■ **SOURCE RECORDS**:
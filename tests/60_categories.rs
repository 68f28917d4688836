mod common;

use anyhow::Result;
use reqwest::{Method, StatusCode};
use serde_json::json;

use common::TestServer;

#[tokio::test]
async fn non_admin_cannot_create_category() -> Result<()> {
    let server = TestServer::spawn().await?;
    let (_, token) = server.sign_up("ann").await?;

    let (status, body) = server
        .post("/api/keeper/category", &token, json!({ "name": "Coins" }))
        .await?;
    assert_eq!(status, StatusCode::FORBIDDEN);
    assert_eq!(body["code"], "FORBIDDEN");

    let (_, body) = server.send(Method::GET, "/api/keeper/categories", None, None).await?;
    assert_eq!(body["categories"], json!([]));
    Ok(())
}

#[tokio::test]
async fn admin_creates_category() -> Result<()> {
    let server = TestServer::spawn().await?;
    let (user_id, token) = server.sign_up("ann").await?;
    server.credentials.set_admin(user_id, true).await?;

    let category = json!({ "name": "Coins", "description": "Numismatics" });
    let (status, body) = server.post("/api/keeper/category", &token, category).await?;
    assert_eq!(status, StatusCode::CREATED);
    assert_eq!(body["name"], "Coins");
    let id = body["id"].as_i64().expect("id");

    let (status, body) = server.send(Method::GET, "/api/keeper/categories", None, None).await?;
    assert_eq!(status, StatusCode::OK);
    assert_eq!(
        body["categories"],
        json!([{ "id": id, "name": "Coins", "description": "Numismatics" }])
    );

    let (status, _) = server
        .post("/api/keeper/category", &token, json!({ "name": "Coins" }))
        .await?;
    assert_eq!(status, StatusCode::CONFLICT);
    Ok(())
}

#[tokio::test]
async fn collections_and_items_reference_categories() -> Result<()> {
    let server = TestServer::spawn().await?;
    let (user_id, token) = server.sign_up("ann").await?;
    server.credentials.set_admin(user_id, true).await?;

    let (_, body) = server
        .post("/api/keeper/category", &token, json!({ "name": "Coins" }))
        .await?;
    let category_id = body["id"].as_i64().expect("id");

    let (status, created) = server
        .post(
            "/api/keeper/collection",
            &token,
            json!({ "name": "Roman coins", "category_id": category_id }),
        )
        .await?;
    assert_eq!(status, StatusCode::CREATED);
    let collection_id = created["id"].as_i64().expect("collection id");

    let item = json!({ "collection_id": collection_id, "title": "As", "category_id": category_id });
    let (status, created) = server.post("/api/keeper/item", &token, item).await?;
    assert_eq!(status, StatusCode::CREATED);

    let (_, body) = server
        .get(&format!("/api/keeper/item/{}", created["id"]), &token)
        .await?;
    assert_eq!(body["item"]["category_id"], category_id);

    let item = json!({ "collection_id": collection_id, "title": "Dupondius", "category_id": category_id + 1 });
    let (status, _) = server.post("/api/keeper/item", &token, item).await?;
    assert_eq!(status, StatusCode::NOT_FOUND);
    Ok(())
}

#[tokio::test]
async fn category_requires_name() -> Result<()> {
    let server = TestServer::spawn().await?;
    let (user_id, token) = server.sign_up("ann").await?;
    server.credentials.set_admin(user_id, true).await?;

    let (status, _) = server
        .post("/api/keeper/category", &token, json!({ "name": "" }))
        .await?;
    assert_eq!(status, StatusCode::BAD_REQUEST);
    Ok(())
}
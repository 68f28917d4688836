//! HTTP transport for the identity RPC calls.
use axum::{
    extract::{rejection::JsonRejection, State},
    http::StatusCode,
    response::{IntoResponse, Response},
    routing::{get, post},
    Json, Router,
};
use serde_json::json;
use std::sync::Arc;
use std::time::Duration;
use tower_http::{timeout::TimeoutLayer, trace::TraceLayer};

use super::service::{AuthError, AuthService};
use crate::identity::{
    IsAdminRequest, IsAdminResponse, LoginRequest, LoginResponse, RegisterRequest, RegisterResponse,
    RpcCode, RpcStatus, IS_ADMIN_PATH, LOGIN_PATH, REGISTER_PATH,
};

/// Failed call, rendered as an [`RpcStatus`] body with the matching HTTP status
#[derive(Debug)]
pub struct RpcFailure(RpcStatus);

impl RpcFailure {
    fn new(code: RpcCode, message: impl Into<String>) -> Self {
        Self(RpcStatus {
            code,
            message: message.into(),
        })
    }
}

impl From<AuthError> for RpcFailure {
    fn from(err: AuthError) -> Self {
        let code = match &err {
            AuthError::InvalidArgument(_) | AuthError::InvalidApp => RpcCode::InvalidArgument,
            AuthError::UserExists => RpcCode::AlreadyExists,
            AuthError::UserNotFound => RpcCode::NotFound,
            AuthError::InvalidCredentials => RpcCode::Unauthenticated,
            AuthError::Internal(_) => RpcCode::Internal,
        };
        RpcFailure::new(code, err.to_string())
    }
}

impl From<JsonRejection> for RpcFailure {
    fn from(rejection: JsonRejection) -> Self {
        RpcFailure::new(RpcCode::InvalidArgument, rejection.body_text())
    }
}

impl IntoResponse for RpcFailure {
    fn into_response(self) -> Response {
        (self.0.code.http_status(), Json(self.0)).into_response()
    }
}

type RpcResult<T> = Result<Json<T>, RpcFailure>;

pub fn router(service: Arc<AuthService>, request_timeout: Duration) -> Router {
    Router::new()
        .route("/health", get(health))
        .route(REGISTER_PATH, post(register))
        .route(LOGIN_PATH, post(login))
        .route(IS_ADMIN_PATH, post(is_admin))
        .layer(TimeoutLayer::new(request_timeout))
        .layer(TraceLayer::new_for_http())
        .with_state(service)
}

async fn health() -> impl IntoResponse {
    (StatusCode::OK, Json(json!({ "status": "OK" })))
}

async fn register(
    State(service): State<Arc<AuthService>>,
    payload: Result<Json<RegisterRequest>, JsonRejection>,
) -> RpcResult<RegisterResponse> {
    let Json(request) = payload?;
    let user_id = service.register(&request.email, &request.password).await?;
    Ok(Json(RegisterResponse { user_id }))
}

async fn login(
    State(service): State<Arc<AuthService>>,
    payload: Result<Json<LoginRequest>, JsonRejection>,
) -> RpcResult<LoginResponse> {
    let Json(request) = payload?;
    let token = service
        .login(&request.email, &request.password, request.app_id)
        .await?;
    Ok(Json(LoginResponse { token }))
}

async fn is_admin(
    State(service): State<Arc<AuthService>>,
    payload: Result<Json<IsAdminRequest>, JsonRejection>,
) -> RpcResult<IsAdminResponse> {
    let Json(request) = payload?;
    let is_admin = service.is_admin(request.user_id).await?;
    Ok(Json(IsAdminResponse { is_admin }))
}

#[cfg(test)]
mod tests {
    use super::*;
    use crate::sso::storage::MemoryCredentialStore;
    use axum::body::{to_bytes, Body};
    use axum::http::{header, Request};
    use serde_json::Value;
    use tower::ServiceExt;

    fn app() -> Router {
        let store = MemoryCredentialStore::with_app(1, "keeper", "secret");
        let service = AuthService::new(Arc::new(store), Duration::from_secs(60));
        router(Arc::new(service), Duration::from_secs(5))
    }

    async fn post_json(app: Router, path: &str, body: &str) -> (StatusCode, Value) {
        let request = Request::builder()
            .method("POST")
            .uri(path)
            .header(header::CONTENT_TYPE, "application/json")
            .body(Body::from(body.to_string()))
            .unwrap();
        let response = app.oneshot(request).await.unwrap();
        let status = response.status();
        let bytes = to_bytes(response.into_body(), usize::MAX).await.unwrap();
        (status, serde_json::from_slice(&bytes).unwrap_or(Value::Null))
    }

    #[tokio::test]
    async fn register_returns_user_id() {
        let (status, body) = post_json(
            app(),
            REGISTER_PATH,
            r#"{"email":"ann@example.com","password":"pw"}"#,
        )
        .await;
        assert_eq!(status, StatusCode::OK);
        assert_eq!(body["user_id"], 1);
    }

    #[tokio::test]
    async fn malformed_body_is_invalid_argument() {
        let (status, body) = post_json(app(), REGISTER_PATH, "{not json").await;
        assert_eq!(status, StatusCode::BAD_REQUEST);
        assert_eq!(body["code"], "INVALID_ARGUMENT");
    }

    #[tokio::test]
    async fn unknown_user_login_is_not_found() {
        let (status, body) = post_json(
            app(),
            LOGIN_PATH,
            r#"{"email":"ghost@example.com","password":"pw","app_id":1}"#,
        )
        .await;
        assert_eq!(status, StatusCode::NOT_FOUND);
        assert_eq!(body["code"], "NOT_FOUND");
    }
}
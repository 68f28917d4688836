use serde::{Deserialize, Serialize};
use sqlx::FromRow;

#[derive(Debug, Clone, PartialEq, Eq, Serialize, Deserialize, FromRow)]
pub struct Category {
    pub id: i64,
    pub name: String,
    pub description: String,
}

#[derive(Debug, Clone, Deserialize)]
pub struct NewCategory {
    pub name: String,
    #[serde(default)]
    pub description: String,
}
use tokio::signal;

/// Resolves on Ctrl+C, or SIGTERM on unix
pub async fn shutdown_signal() {
    let ctrl_c = async {
        if let Err(e) = signal::ctrl_c().await {
            tracing::error!("failed to listen for Ctrl+C: {}", e);
        }
    };

    #[cfg(unix)]
    let terminate = async {
        match signal::unix::signal(signal::unix::SignalKind::terminate()) {
            Ok(mut sigterm) => {
                sigterm.recv().await;
            }
            Err(e) => {
                tracing::error!("failed to listen for SIGTERM: {}", e);
                std::future::pending::<()>().await;
            }
        }
    };

    #[cfg(not(unix))]
    let terminate = std::future::pending::<()>();

    tokio::select! {
        _ = ctrl_c => {},
        _ = terminate => {},
    }

    tracing::info!("shutdown signal received");
}
pub mod keeper;

pub use keeper::KeeperService;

■ **DIRECTIONS FOR THIS TASK**: Return only the lines spanning from the first line of the material through the line with "let (_, token)", copied exactly, both ends kept.

■ **RESULT OF THIS EXERCISE**:
filename tests/60_categories.rs
repository 68f28917d4688836
mod common;

use anyhow::Result;
use reqwest::{Method, StatusCode};
use serde_json::json;

use common::TestServer;

#[tokio::test]
async fn non_admin_cannot_create_category() -> Result<()> {
    let server = TestServer::spawn().await?;
    let (_, token) = server.sign_up("ann").await?;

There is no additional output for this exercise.